Boldness in Prayer (5.14/15)
‘Knowing’ goes hand in hand with ‘boldness’. As believers in Jesus we have that assurance of eternal life, so boldness (Greek parrhesia) in prayer naturally follows. Because we are moving in our lives ever closer “towards (John’s favourite preposition of movement: Greek pros/towards) God” (5.14), we can have assurance also that God hears us and will respond positively to our prayers. And what a bold promise John gives us in 5.14/15! “Whatever we ask” God hears and “we know that we have what we asked of him”. Of course John is not thinking of self-centred or materialistic prayers – “Lord, please give me a Rolls Royce” or “Lord, I want a job with £100,000 a year”.

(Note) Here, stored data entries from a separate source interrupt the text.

// Copyright (c) 2025 Geoffrey Huntley <ghuntley@ghuntley.com>. All rights
// reserved. SPDX-License-Identifier: Proprietary

//! Gemini API client implementation.

use std::time::Duration;

use async_trait::async_trait;
use herald_common_core::{mentions_rate_limit, LlmClient, LlmError, LlmRequest, LlmResponse};
use reqwest::Client;
use tracing::{debug, error, info, instrument, trace};

use crate::types::{GeminiConfig, GeminiError, GeminiRequest, GeminiResponse};

const REQUEST_TIMEOUT: Duration = Duration::from_secs(120);

/// Gemini API client.
///
/// Implements [`LlmClient`] for the `generateContent` endpoint. Text parts of
/// the first candidate become the response content; grounding chunks become
/// [`LlmResponse::grounding`].
#[derive(Debug, Clone)]
pub struct GeminiClient {
	config: GeminiConfig,
	http_client: Client,
}

impl GeminiClient {
	pub fn new(config: GeminiConfig) -> Result<Self, LlmError> {
		let http_client = herald_common_http::builder()
			.timeout(REQUEST_TIMEOUT)
			.build()
			.map_err(|e| LlmError::Http(e.to_string()))?;

		debug!(
			model = %config.model,
			base_url = %config.base_url,
			search_grounding = config.search_grounding,
			"Initialized Gemini client"
		);

		Ok(Self {
			config,
			http_client,
		})
	}

	pub fn config(&self) -> &GeminiConfig {
		&self.config
	}

	fn endpoint(&self, model: &str) -> String {
		format!(
			"{}/models/{}:generateContent",
			self.config.base_url.trim_end_matches('/'),
			model
		)
	}

	async fn handle_error_response(&self, response: reqwest::Response) -> LlmError {
		let status = response.status();
		let status_code = status.as_u16();
		let body = response.text().await.unwrap_or_default();

		debug!(status = %status, "Received error response from Gemini");

		match serde_json::from_str::<GeminiError>(&body) {
			Ok(error) => {
				error!(
					status = status_code,
					error_status = ?error.error.status,
					message = %error.error.message,
					"Gemini API error"
				);
				if status_code == 429 || error.error.is_resource_exhausted() {
					return LlmError::RateLimited {
						retry_after_secs: None,
					};
				}
				LlmError::Api(error.error.message)
			}
			Err(_) if status_code == 429 || mentions_rate_limit(&body) => LlmError::RateLimited {
				retry_after_secs: None,
			},
			Err(e) => {
				error!(
					status = %status,
					parse_error = %e,
					"Failed to parse Gemini error response"
				);
				LlmError::Api(format!("HTTP {status}"))
			}
		}
	}
}

#[async_trait]
impl LlmClient for GeminiClient {
	#[instrument(skip(self, request), fields(model = %request.model))]
	async fn complete(&self, request: LlmRequest) -> Result<LlmResponse, LlmError> {
		let model = if request.model.is_empty() {
			self.config.model.clone()
		} else {
			request.model.clone()
		};
		let url = self.endpoint(&model);
		let body = GeminiRequest::from_llm_request(&request, self.config.search_grounding);

		trace!(url = %url, message_count = request.messages.len(), "Building Gemini request");

		let response = self
			.http_client
			.post(&url)
			.header("x-goog-api-key", self.config.api_key.expose())
			.json(&body)
			.send()
			.await
			.map_err(|e| {
				if e.is_timeout() {
					LlmError::Timeout
				} else {
					LlmError::Http(e.to_string())
				}
			})?;

		if !response.status().is_success() {
			return Err(self.handle_error_response(response).await);
		}

		let gemini_response: GeminiResponse = response
			.json()
			.await
			.map_err(|e| LlmError::InvalidResponse(e.to_string()))?;

		let response = gemini_response.into_llm_response(&model)?;
		if response.is_empty() {
			return Err(LlmError::InvalidResponse(
				"No content in response".to_string(),
			));
		}

		info!(
			content_len = response.content.len(),
			grounding_sources = response.grounding.len(),
			finish_reason = ?response.finish_reason,
			"Completion request successful"
		);
		Ok(response)
	}
}

#[cfg(test)]
mod tests {
	use super::*;
	use herald_common_secret::SecretString;
	use serde_json::json;
	use wiremock::matchers::{header, method, path};
	use wiremock::{Mock, MockServer, ResponseTemplate};

	fn client_for(server: &MockServer) -> GeminiClient {
		let config = GeminiConfig::new(SecretString::new("gm-test".to_string()))
			.with_base_url(format!("{}/v1beta", server.uri()));
		GeminiClient::new(config).unwrap()
	}

	#[test]
	fn endpoint_includes_model() {
		let client = GeminiClient::new(GeminiConfig::new(SecretString::new("k".to_string()))).unwrap();
		assert_eq!(
			client.endpoint("gemini-1.5-flash"),
			"https://generativelanguage.googleapis.com/v1beta/models/gemini-1.5-flash:generateContent"
		);
	}

	#[tokio::test]
	async fn grounded_completion() {
		let server = MockServer::start().await;
		Mock::given(method("POST"))
			.and(path("/v1beta/models/gemini-2.0-flash:generateContent"))
			.and(header("x-goog-api-key", "gm-test"))
			.respond_with(ResponseTemplate::new(200).set_body_json(json!({
				"candidates": [{
					"content": { "parts": [{ "text": "{\"articles\": []}" }] },
					"groundingMetadata": {
						"groundingChunks": [{ "web": { "uri": "https://a.example", "title": "a.example" } }]
					}
				}]
			})))
			.expect(1)
			.mount(&server)
			.await;

		let response = client_for(&server)
			.complete(LlmRequest::prompt("gemini-2.0-flash", "news"))
			.await
			.unwrap();
		assert_eq!(response.content, "{\"articles\": []}");
		assert_eq!(response.grounding.len(), 1);
		assert_eq!(response.model, "gemini-2.0-flash");
	}

	#[tokio::test]
	async fn resource_exhausted_is_rate_limited() {
		let server = MockServer::start().await;
		Mock::given(method("POST"))
			.respond_with(ResponseTemplate::new(429).set_body_json(json!({
				"error": { "code": 429, "message": "Resource has been exhausted", "status": "RESOURCE_EXHAUSTED" }
			})))
			.mount(&server)
			.await;

		let err = client_for(&server)
			.complete(LlmRequest::prompt("gemini-2.0-flash", "news"))
			.await
			.unwrap_err();
		assert!(err.is_rate_limited());
	}

	#[tokio::test]
	async fn invalid_argument_is_api_error() {
		let server = MockServer::start().await;
		Mock::given(method("POST"))
			.respond_with(ResponseTemplate::new(400).set_body_json(json!({
				"error": { "code": 400, "message": "API key not valid", "status": "INVALID_ARGUMENT" }
			})))
			.mount(&server)
			.await;

		let err = client_for(&server)
			.complete(LlmRequest::prompt("gemini-2.0-flash", "news"))
			.await
			.unwrap_err();
		match err {
			LlmError::Api(message) => assert_eq!(message, "API key not valid"),
			other => panic!("unexpected error: {other:?}"),
		}
	}
}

God’s promise relates to prayer “according to his will” (5.14). As followers of Jesus our aims in life should no longer follow the desires of the world. We should “seek first his kingdom and his righteousness” (Matthew 6.33). So this exhortation to bold assurance in prayer challenges us not only in the content of our prayers, but further also in the whole direction and purpose of our lives. If our primary aim in life is to follow the Lord and serve him, that will also determine what we pray for.
Loving our sister/brother (5.16-17)
Christian love and fellowship should be so joyful (cf. 1.3/4) that our primary concern embraces our fellow believers. So, when John talks of “whatever we ask”, of course he assumes that our prayers would immediately turn to our sisters and brothers in Christ. And what a heart-ache afflicts us if we see a Christian sister or brother beginning to backslide! When faced with the tragedy of someone moving back into the world, we should turn to prayer with the confidence that “God will give them life” (5.16). So John contrasts true life with the sad reality of sin. But John goes on to observe that two distinct levels of sin can afflict people. Some sin so definitely rejects any living faith in Jesus the Messiah that prayer for such people achieves nothing. Concerning them John says ‘he is not saying that we should pray’. But for those whose sin “does not lead to (Greek pros again!) death” God will assuredly respond to our prayer.
What do we know? (5.18-21)
“We know that we are from (Greek ek) God” (5.19) and “we know that anyone born from (Greek ek) God does not sin” (18). John here uses a continuous present tense, so the NIV translates this “does not continue to sin”. John does not mean that we never yield to temptation or that we live 100% pure and holy lives like God himself. But as children of God our lives are not characterised and marked as sinful. Sin no longer rules our hearts because wonderfully Jesus ‘keeps us safe’ (5.18). He was also “born of God”, so he understands us perfectly and knows our need of his protection from sin.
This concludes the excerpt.